What is a Lectionary?

These notes explain some of the liturgical practices now common in the United Church of Canada.  They are intended to help those who participate in the liturgy and worship at Squamish United Church, but many of the elements discussed are common to other United Churches and also to other Churches that have been part of the Ecumenical Movement in the Western Church of the last 80- 90 years.  I am a "lectionary preacher," meaning that I use the lesson assigned to the day as found in the Revised Common Lectionary.   Even though the United Church of Canada is new to the idea of a lectionary, most United Churches now use these lectionary readings in their Sunday morning worship. What is not commonly understood is how we came to have this three year lectionary.  It is in large part a creation of the last forty years of ecumenical relations.  But what is a lectionary?  And even more to the point, how did we get the Revised Common Lectionary we currently use?

A lectionary is a table of scripture readings that moves through a cycle, using various themes and the Holy Days of the Christian year.  It is often used as a way to have all the scriptures read within the span of a three-year cycle.  Therefore, a Lectionary can mean a book of the lessons in the table, or simply the table itself.  Throughout history many lectionaries have been used in different parts of the Christian world.  In the United Church of Canada before the late 1960s and early 1970s, there was no common practice of using a set lectionary.  From the Methodist Church, the United Church inherited the Lectionary of Wesley.  But neither the Congregational Churches nor the Presbyterian Churches that made up the Union with the Methodists in 1925 relied heavily on lectionaries.   Any lectionaries that did exist were most often based on a yearly cycle.  There was a table of lessons in the Service Book (1969) that was keyed into the then "New Curriculum," but very few of our churches actually used this table.  Many preachers simply selected texts and passages they felt served a particular purpose for that Sunday's worship.  You can imagine that this meant that great parts of scripture were never read or used in worship.
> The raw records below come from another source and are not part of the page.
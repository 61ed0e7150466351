use super::client::{Client, Role};
use crate::core::constant::USER_NOT_FOUND;
use std::collections::HashMap;
use uuid::Uuid;

/// The authoritative mapping of connection identity to Client.
///
/// Only ever touched while the Hub's lock is held.
#[derive(Default)]
pub struct HubState {
    clients: HashMap<Uuid, Client>,
}

impl HubState {
    pub fn register(&mut self, client: Client) {
        self.clients.insert(client.id(), client);
    }

    /// Removing an absent entry is a no-op
    pub fn unregister(&mut self, id: Uuid) {
        self.clients.remove(&id);
    }

    /// Send a line to every registered client; peers whose writer task is
    /// gone are dropped from the registry in the same pass.
    pub async fn send_to_all(&mut self, line: &str) {
        let mut gone = Vec::new();
        for client in self.clients.values() {
            if !client.send(line).await {
                gone.push(client.id());
            }
        }
        for id in gone {
            self.clients.remove(&id);
        }
    }

    /// Deliver a private message to the first client named `recipient`,
    /// or a not-found notice back to the sender.
    pub async fn send_private(&mut self, sender: &str, recipient: &str, body: &str) {
        let gone = match self.find_by_name(recipient) {
            Some(client) => {
                let line = format!("Private message from {}: {}", sender, body);
                (!client.send(&line).await).then(|| client.id())
            }
            None => match self.find_by_name(sender) {
                // the sender may be gone as well; then the notice is dropped
                Some(client) => (!client.send(USER_NOT_FOUND).await).then(|| client.id()),
                None => None,
            },
        };

        if let Some(id) = gone {
            self.clients.remove(&id);
        }
    }

    /// Close and remove the first client named `name`; true if one was found
    pub async fn kick(&mut self, name: &str) -> bool {
        let id = self.find_by_name(name).map(Client::id);
        match id {
            Some(id) => {
                if let Some(client) = self.clients.remove(&id) {
                    client.close().await;
                }
                true
            }
            None => false,
        }
    }

    /// Snapshot of the registry for the participant listing
    pub fn roster(&self) -> Vec<(String, Role)> {
        self.clients
            .values()
            .map(|c| (c.name().to_owned(), c.role()))
            .collect()
    }

    // Linear scan: active chat populations are small
    fn find_by_name(&self, name: &str) -> Option<&Client> {
        self.clients.values().find(|c| c.name() == name)
    }
}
Meanwhile, with our partner churches in North America, and in response to the ecumenical thrust of Vatican II, with its three year cycle of readings for Mass (1969), work began on preparing a Common Lectionary. In 1974 an oecumenical version of the Roman Lectionary appeared, out of the work of the Consultation on Church Union (COCU).  This was an expression largely of mainline protestant churches in the USA, but it had particular importance in Canada, where a union between the Anglican Church and the United Church seemed a real possibility.  A common Hymnary was published and widely used in both churches, not without dissensio, and the Common Lectionary was promoted.  Even after the Union collapsed in 1975, the Common Lectionary continued to be used, and in fact became common throughout both churches.
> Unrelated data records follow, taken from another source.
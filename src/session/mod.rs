//! Session lifecycle, from handshake to teardown

mod directive;
mod handler;
mod handshake;

pub use handler::handle_connection;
Meanwhile, there was a concern amongst the Protestant denominations involved in furthering the oecumenical lectionary that Old Testament themes be included in the table of readings.  To do this, the committee responsible for the Common Lectionary decided that during "Ordinary Time" (those parts of the year not taken up with Lent, Advent, Easter, Christmas or other high Holy Days), the Old Testament readings should be laid out thematically, in a manner similar to that which had already taken place for the Epistles in the previous lectionaries. This meant that the cycle of reading for the Old Testament, Psalms, Epistles, and Gospel would be independent of each other.  The outcome of this revision was that approximately 60 percent of the OT and 95 percent of the NT could be heard in the churches over a 3-year period.   Problems with this independent cycle were expressed by the Lutheran, Roman and Anglican churches.  They wished for great thematic linkage between the lessons.  Further, until this point the Common Lectionary had been largely the creation of North American churches.  Thus the Revised Common Lectionary (1992) attempted to address both the North American origins of the lectionary and the thematic discontinuities between readings.  In the development of the "Revised Common Lectionary" there was a wider international involvement, and alternative lessons allowed both thematic linkages and a wide reading of the whole of scripture.
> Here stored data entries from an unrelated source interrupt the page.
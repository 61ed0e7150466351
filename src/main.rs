use chat_server::{serve, AppState, Config, MemoryStore, PgStore, UserStore};
use std::sync::Arc;
use tokio::{net::TcpListener, signal};
use tracing_subscriber::{layer::SubscriberExt, util::SubscriberInitExt};

#[tokio::main]
async fn main() {
    // Read environment variables from '.env'
    dotenvy::dotenv().ok();

    // Initialize the logger
    tracing_subscriber::registry()
        .with(
            tracing_subscriber::EnvFilter::try_from_default_env()
                .unwrap_or_else(|_| "chat_server=debug".into()),
        )
        .with(tracing_subscriber::fmt::layer())
        .init();

    // Parse our configuration from the environment
    let config = Config::from_env();

    let store: Arc<dyn UserStore> = match &config.database_url {
        Some(url) => {
            let store = PgStore::connect(url)
                .await
                .expect("cannot connect to database");
            tracing::info!("db was successfully connected");
            Arc::new(store)
        }
        None => {
            tracing::info!("DATABASE_URL not set, using the in-memory account store");
            Arc::new(MemoryStore::new())
        }
    };

    let addr = config.server_addr();
    let listener = TcpListener::bind(&addr)
        .await
        .expect("failed to bind server address");
    tracing::info!("listening on {}", addr);

    let state = AppState::new(config, store);
    serve(state, listener, shutdown_signal()).await;
}

async fn shutdown_signal() {
    let ctrl_c = async {
        signal::ctrl_c()
            .await
            .expect("failed to install Ctrl+C handler");
    };

    #[cfg(unix)]
    let terminate = async {
        signal::unix::signal(signal::unix::SignalKind::terminate())
            .expect("failed to install signal handler")
            .recv()
            .await;
    };

    #[cfg(not(unix))]
    let terminate = std::future::pending::<()>();

    tokio::select! {
        _ = ctrl_c => {},
        _ = terminate => {},
    }
}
The three-year cycle of readings, with alternatives, is now used widely by the World Council Churches throughout the world, the biggest exception being the Orthodox churches (which use there own liturgical pattern).  In the Revised Common Lectionary, the first three readings change from week to week to complement the Gospel reading. The Gospel reading is coordinated with the day's observance according to the Liturgical calendar.  In "Ordinary Time," those Sundays not part of the major festivals and seasons of the Christian year, the Gospel reading is usually read in the order of its own writing from week to week, or is grouped thematically by teaching. The letters used in the reading cycle correspond to the reading through of one of the Synoptic (Matthew, Mark and Luke) Gospels each year:

    * Year A: Readings from the Gospel of Matthew. (2004-2005)

    * Year B: Readings from the Gospel of Mark. (2005-2006)

    * Year C: Readings from the Gospel of Luke. (2006-2007)

At the close of the three Cycle one returns to  year A again.  Details of these readings can be found at the back of our "red hymn books," and also at the Web-site of Vanderbilt University Theological College.

Although the Gospel of John is not part of the cycle used through "Ordinary Time," it is always read for Easter, and is used for other liturgical seasons including Advent, Christmas, and Lent where appropriate, on a three year cycle.  Thus one of the lasting achievements of the oecumenical movement of the last century is this Common Revised Lectionary that, with some variations, Roman Catholics, Lutherans, Anglicans, Methodist, Presbyterians, Reform Churches and the United and Uniting Churches use around the world.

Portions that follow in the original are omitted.